Researchers inserted drug-producing beads alongside tumors and inside the peritoneum, a sac-like lining that supports the intestines, ovaries, and other abdominal organs, in a recently published study. The placement of interleukin-2 into this hollow focused it within tumors while limiting exposure elsewhere.
“Increasing tumor inflammation and anti-tumor immunity while avoiding systemic side effects of cytokines and other pro-inflammatory drugs is a major challenge in the field of immunotherapy,” said study co-author Dr. Amir Jazaeri, professor of gynecologic oncology and reproductive medicine at MD Anderson. “We showed in this work that the ‘drug factories’ enable for controlled local delivery of interleukin-2 and tumor elimination in numerous mouse models, which is quite intriguing. This establishes a compelling case for clinical testing.”

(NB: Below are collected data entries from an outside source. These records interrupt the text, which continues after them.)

impl MonitorScheduler {
    /// # Summary
    /// 创建调度器。
    ///
    /// # Logic
    /// 1. 校验配置，不合法直接失败。
    /// 2. 从 SummaryStore 读取最近一次提交的状态作为初始 MonitorState。
    /// 3. 存在通知端时启动后台分发协程。
    ///
    /// # Returns
    /// * `Ok(Arc<Self>)` - 可共享的调度器实例。
    /// * `Err(MonitorError)` - 配置不合法或无法读取持久化状态。
    pub async fn new(params: SchedulerParams) -> Result<Arc<Self>, MonitorError> {
        params.config.validate()?;

        let initial = match params.store.read().await? {
            Some(persisted) => {
                info!(
                    "Restored monitor state at cycle {} with {} snapshot(s) and {} active alert(s)",
                    persisted.cycle,
                    persisted.snapshots.len(),
                    persisted.active_alerts.len()
                );
                MonitorState::restore(persisted)
            }
            None => MonitorState::new(),
        };

        let dispatcher = if params.sinks.is_empty() {
            None
        } else {
            Some(NotificationDispatcher::spawn(params.sinks, &params.config.notify))
        };
        let (reports, _) = broadcast::channel(REPORT_CHANNEL_CAPACITY);

        Ok(Arc::new(Self {
            pipeline: Arc::new(Pipeline::new(&params.config)),
            config: params.config,
            source: params.source,
            store: params.store,
            clock: params.clock,
            state: watch::Sender::new(Arc::new(initial)),
            reports,
            cycle_lock: Mutex::new(CycleContext {
                unpersisted_cleared: Vec::new(),
            }),
            continuous: AtomicBool::new(false),
            dispatcher,
        }))
    }

    /// 当前状态的只读视图，总是某个完整周期之后的结果
    pub fn current_state(&self) -> Arc<MonitorState> {
        self.state.borrow().clone()
    }

    /// 订阅状态变化
    pub fn watch_state(&self) -> watch::Receiver<Arc<MonitorState>> {
        self.state.subscribe()
    }

    /// 订阅周期完成事件
    pub fn subscribe(&self) -> broadcast::Receiver<Arc<CycleReport>> {
        self.reports.subscribe()
    }

    /// # Summary
    /// 执行一个完整周期。
    ///
    /// # Arguments
    /// * `symbols` - 本周期评估的标的，重复项只评估一次。
    ///
    /// # Returns
    /// * `Ok(CycleReport)` - 周期报告，单标的失败体现在 `outcomes` 中。
    /// * `Err(MonitorError::NoSymbols)` - 标的列表为空。
    pub async fn run_once(&self, symbols: &[Symbol]) -> Result<CycleReport, MonitorError> {
        if symbols.is_empty() {
            return Err(MonitorError::NoSymbols);
        }
        let report = self.run_cycle(symbols, RunMode::Once).await;
        Ok(report.as_ref().clone())
    }

    /// # Summary
    /// 启动持续监控循环。
    ///
    /// # Logic
    /// 1. 确认没有其他持续循环在运行。
    /// 2. 后台协程依次执行周期与可中断的等待。
    /// 3. 停止请求只在周期之间生效，正在执行的周期总会完成。
    ///
    /// # Arguments
    /// * `symbols` - 每个周期评估的标的。
    /// * `interval` - 两个周期之间的等待时间。
    ///
    /// # Returns
    /// * `Ok(MonitorHandle)` - 用于停止与等待循环结束的句柄。
    /// * `Err(MonitorError::AlreadyRunning)` - 已存在持续循环。
    pub fn start_continuous(
        self: &Arc<Self>,
        symbols: Vec<Symbol>,
        interval: Duration,
    ) -> Result<MonitorHandle, MonitorError> {
        if symbols.is_empty() {
            return Err(MonitorError::NoSymbols);
        }
        if interval.is_zero() {
            return Err(MonitorError::Config(ConfigError::Invalid {
                field: "interval".to_string(),
                reason: "must be positive".to_string(),
            }));
        }
        if self
            .continuous
            .compare_exchange(false, true, Ordering::SeqCst, Ordering::SeqCst)
            .is_err()
        {
            return Err(MonitorError::AlreadyRunning);
        }

        let token = CancellationToken::new();
        let scheduler = Arc::clone(self);
        let loop_token = token.clone();
        info!("Starting continuous monitoring of {} symbol(s) every {:?}", symbols.len(), interval);

        let task = tokio::spawn(async move {
            scheduler.continuous_loop(symbols, interval, loop_token).await;
        });

        Ok(MonitorHandle {
            scheduler: Arc::clone(self),
            token,
            task,
        })
    }

    /// # Summary
    /// 关闭通知队列并等待已入队报告发布完成。
    pub async fn shutdown(&self, grace: Duration) {
        if let Some(dispatcher) = &self.dispatcher {
            dispatcher.shutdown(grace).await;
        }
    }

    async fn continuous_loop(&self, symbols: Vec<Symbol>, interval: Duration, token: CancellationToken) {
        loop {
            if token.is_cancelled() {
                break;
            }
            let report = self.run_cycle(&symbols, RunMode::Continuous).await;
            debug!("Continuous cycle {} finished", report.cycle_id);

            if token.is_cancelled() {
                break;
            }
            self.set_phase(CyclePhase::Sleeping);
            tokio::select! {
                _ = token.cancelled() => break,
                _ = tokio::time::sleep(interval) => {}
            }
        }

        self.state.send_modify(|state| {
            let state = Arc::make_mut(state);
            state.mode = RunMode::Idle;
            state.phase = CyclePhase::Stopped;
        });
        self.continuous.store(false, Ordering::SeqCst);
        info!("Continuous monitoring stopped");
    }

    fn set_phase(&self, phase: CyclePhase) {
        self.state.send_modify(|state| Arc::make_mut(state).phase = phase);
    }

    fn mark_stopping(&self) {
        self.state.send_modify(|state| Arc::make_mut(state).mode = RunMode::Stopping);
    }

    /// # Summary
    /// 单个周期的完整流程。
    ///
    /// # Logic
    /// 1. 获取周期锁，分配周期号并进入 RUNNING。
    /// 2. 在有界并发下为每个标的执行评估流水线。
    /// 3. 串行合并结果，生成报告并提交持久层 (带重试)。
    /// 4. 整体替换 MonitorState，广播报告并放入通知队列。
    async fn run_cycle(&self, symbols: &[Symbol], mode: RunMode) -> Arc<CycleReport> {
        let mut ctx = self.cycle_lock.lock().await;

        let symbols: Vec<Symbol> = symbols.iter().cloned().collect::<BTreeSet<_>>().into_iter().collect();
        let prior = self.current_state();
        let cycle_id = prior.cycle + 1;
        let started_at = self.clock.now();
        let session = MarketSession::at(started_at);

        self.state.send_modify(|state| {
            let state = Arc::make_mut(state);
            state.mode = match (state.mode, mode) {
                // 持续循环期间的单次周期不改变运行模式
                (RunMode::Stopping, _) | (RunMode::Continuous, RunMode::Once) => state.mode,
                (_, requested) => requested,
            };
            state.phase = CyclePhase::Running;
        });
        info!("Cycle {} started for {} symbol(s), market {}", cycle_id, symbols.len(), session);

        let results = self.evaluate_all(&symbols, &prior, cycle_id).await;

        // 串行提交步骤
        let finished_at = self.clock.now();
        let mut snapshots = prior.snapshots.clone();
        let mut active: Vec<Alert> = prior
            .active_alerts
            .iter()
            .filter(|a| !results.contains_key(&a.symbol))
            .cloned()
            .collect();
        let mut history = prior.alert_history.clone();
        let mut changes: Vec<AlertChange> = Vec::new();
        let mut outcomes = Vec::with_capacity(results.len());
        let mut cycle_snapshots = Vec::with_capacity(results.len());

        for (symbol, result) in results {
            snapshots.insert(symbol, result.snapshot.clone());
            cycle_snapshots.push(result.snapshot);
            outcomes.push(result.outcome);
            active.extend(result.alerts.active);
            changes.extend(result.alerts.changes);
        }
        active.sort_by_key(Alert::key);

        let cleared: Vec<Alert> = changes
            .iter()
            .filter(|c| c.transition == AlertTransition::Cleared)
            .map(|c| c.alert.clone())
            .collect();
        history.extend(cleared.iter().cloned());
        let limit = self.config.alerts.history_limit;
        if history.len() > limit {
            history = history.split_off(history.len() - limit);
        }
        ctx.unpersisted_cleared.extend(cleared);

        let summary = SummaryRecord {
            cycle_id,
            timestamp: finished_at,
            symbols_monitored: symbols.len(),
            trading_opportunities: self.opportunities(&cycle_snapshots),
            active_alerts: active.len(),
        };

        let mut report = CycleReport {
            cycle_id,
            started_at,
            finished_at,
            session,
            snapshots: cycle_snapshots,
            outcomes,
            alert_changes: changes,
            active_alerts: active.clone(),
            cleared_alerts: ctx.unpersisted_cleared.clone(),
            summary,
            persisted: false,
        };

        report.persisted = self.commit_with_retry(&report).await;
        if report.persisted {
            ctx.unpersisted_cleared.clear();
        }

        self.state.send_modify(|state| {
            let state = Arc::make_mut(state);
            state.snapshots = snapshots;
            state.active_alerts = active;
            state.alert_history = history;
            state.cycle = cycle_id;
            state.last_run = Some(finished_at);
            state.phase = match state.mode {
                RunMode::Once | RunMode::Idle => CyclePhase::Done,
                RunMode::Continuous | RunMode::Stopping => CyclePhase::Running,
            };
        });

        info!(
            "Cycle {} completed: {} fresh, {} stale, {} alert change(s), {} active alert(s), persisted={}",
            cycle_id,
            report.fresh_count(),
            report.stale_count(),
            report.alert_changes.len(),
            report.active_alerts.len(),
            report.persisted
        );

        let report = Arc::new(report);
        if self.reports.send(Arc::clone(&report)).is_err() {
            debug!("No subscriber for cycle {}", cycle_id);
        }
        if let Some(dispatcher) = &self.dispatcher {
            dispatcher.enqueue(Arc::clone(&report));
        }
        report
    }

    /// # Summary
    /// 在有界并发下评估全部标的。
    ///
    /// # Logic
    /// 1. 每个标的一个任务，任务内先获取信号量许可再执行流水线。
    /// 2. 任务异常退出时，该标的按 STALE 处理。
    ///
    /// # Returns
    /// 按标的排序的结果，每个标的恰好一条。
    async fn evaluate_all(
        &self,
        symbols: &[Symbol],
        prior: &MonitorState,
        cycle_id: u64,
    ) -> BTreeMap<Symbol, SymbolResult> {
        let semaphore = Arc::new(Semaphore::new(self.config.scheduler.max_concurrency));
        let mut tasks = JoinSet::new();

        for symbol in symbols {
            let job = self.job_for(symbol, prior, cycle_id);
            let semaphore = Arc::clone(&semaphore);
            let pipeline = Arc::clone(&self.pipeline);
            let source = Arc::clone(&self.source);
            let clock = Arc::clone(&self.clock);

            tasks.spawn(async move {
                let symbol = job.symbol.clone();
                let result = match semaphore.acquire_owned().await {
                    Ok(_permit) => pipeline.evaluate(source.as_ref(), clock.as_ref(), job).await,
                    Err(e) => stale_result(job, FailureReason::Task(e.to_string()), clock.now()),
                };
                (symbol, result)
            });
        }

        let mut results = BTreeMap::new();
        let mut task_errors = Vec::new();
        while let Some(joined) = tasks.join_next().await {
            match joined {
                Ok((symbol, result)) => {
                    results.insert(symbol, result);
                }
                Err(e) => {
                    error!("Symbol worker failed in cycle {}: {}", cycle_id, e);
                    task_errors.push(e.to_string());
                }
            }
        }

        // 异常退出的任务无法带回标的，按缺失项补齐
        let detail = task_errors.join("; ");
        for symbol in symbols {
            if !results.contains_key(symbol) {
                let job = self.job_for(symbol, prior, cycle_id);
                let result = stale_result(job, FailureReason::Task(detail.clone()), self.clock.now());
                results.insert(symbol.clone(), result);
            }
        }
        results
    }

    fn job_for(&self, symbol: &Symbol, prior: &MonitorState, cycle_id: u64) -> SymbolJob {
        SymbolJob {
            symbol: symbol.clone(),
            cycle_id,
            prior: prior.snapshots.get(symbol).cloned(),
            prior_alerts: prior.active_alerts_for(symbol),
        }
    }

    fn opportunities(&self, snapshots: &[Snapshot]) -> Vec<TradingOpportunity> {
        snapshots
            .iter()
            .filter(|s| s.data_quality == DataQuality::Fresh)
            .filter(|s| matches!(s.grade, Grade::A | Grade::B))
            .filter(|s| s.signal.confidence > self.config.signal.opportunity_min_confidence)
            .map(|s| TradingOpportunity {
                symbol: s.symbol.clone(),
                grade: s.grade,
                confidence: s.signal.confidence,
                action: s.signal.action,
                timestamp: s.timestamp,
            })
            .collect()
    }

    /// # Summary
    /// 提交周期报告，失败时按配置重试。
    ///
    /// # Returns
    /// 是否最终提交成功。失败不会中断周期，内存状态保持权威。
    async fn commit_with_retry(&self, report: &CycleReport) -> bool {
        let attempts = self.config.store.commit_retries.saturating_add(1);
        for attempt in 1..=attempts {
            match self.store.commit(report).await {
                Ok(ack) => {
                    debug!("Cycle {} committed at {}", ack.cycle_id, ack.committed_at);
                    return true;
                }
                Err(e) if attempt < attempts => {
                    warn!(
                        "Commit of cycle {} failed (attempt {}/{}): {}",
                        report.cycle_id, attempt, attempts, e
                    );
                    tokio::time::sleep(self.config.store.commit_backoff()).await;
                }
                Err(e) => {
                    error!(
                        "Commit of cycle {} failed after {} attempt(s), keeping state in memory: {}",
                        report.cycle_id, attempts, e
                    );
                }
            }
        }
        false
    }
}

Interleukin-2 is a cytokine, which is a protein produced by the immune system to identify and fight illness. It’s an FDA-approved cancer treatment, but the drug factories, according to Nash, a graduate student in Veiseh’s lab and the study’s lead author, elicit a stronger immune response than existing interleukin-2 treatment regimens because the beads deliver higher concentrations of the protein directly to tumors.
“It would be exceedingly hazardous if you provided the same dose of protein via an IV pump,” Nash added. “The concentrations we find elsewhere in the body, away from the tumor site, using drug factories are actually lower than what patients must endure with IV therapy. Only at the tumor location is there a large concentration.”
The same basic technique utilized in the research, according to Nash, might be used to treat pancreatic, liver, lungs, and other organ tumors. She believes the drug factories may be positioned near tumors and inside the linings that surround those organs, as well as most others. If a certain kind of cancer requires a distinct cytokine, the beads may be loaded with modified cells that produce that immunotherapeutic chemical.
The outer shell of the bead protects the cytokine-producing cells from immunological responses. Veiseh’s lab took use of the fact that the shells are constructed of materials that the immune system detects as foreign objects but not as imminent dangers in their design.
“We discovered foreign body responses switched off the flow of cytokine from the capsules safely and robustly within 30 days,” he added. “We also demonstrated that we could safely deliver a second round of therapy in the clinic if it became necessary.”
Rice has licensed the cytokine-factory technology to Avenge Bio, a Massachusetts-based business co-founded by Veiseh.
Maria Jarvis, Samira Aghlara-Fotovat, Sudip Mukherjee, Andrea Hernandez, Andrew Hecht, Yufei Cui, Shirin Nouraein, Jared Lee, David Zhang, and Oleg Igoshin of Rice; Peter Rios, Sofia Ghani, Ira Joshi, and Douglas Isa of CellTrans Inc.; Chunyu Xu and Weiyi Peng of University of Houston; Rahul Sheth
The Texas Cancer Prevention Study Institute (RR160047), Avenge Bio, the Emerson Collective, the Welch Foundation, the Rice University Academy of Fellows, the National Science Foundation (1842494), and the National Institutes of Health all contributed to the research (R01DK120459).
Jazaeri is paid as a consultant on Avenge Bio’s scientific advisory board, and the connection has been declared to MD Anderson in compliance with its conflict-of-interest policy. Rice submitted patents on cytokine factories, while Nash, Jarvis, Aghlara-Fotovat, Mukherjee, Hecht, Igoshin, Zhang, and Veiseh reported interests. Avenge Bio pays Igoshin, Veiseh, and Oberholzer as consultants. Avenge Bio is owned by Nash, Zhang, Sheth, Oberholzer, Jazaeri, and Veiseh.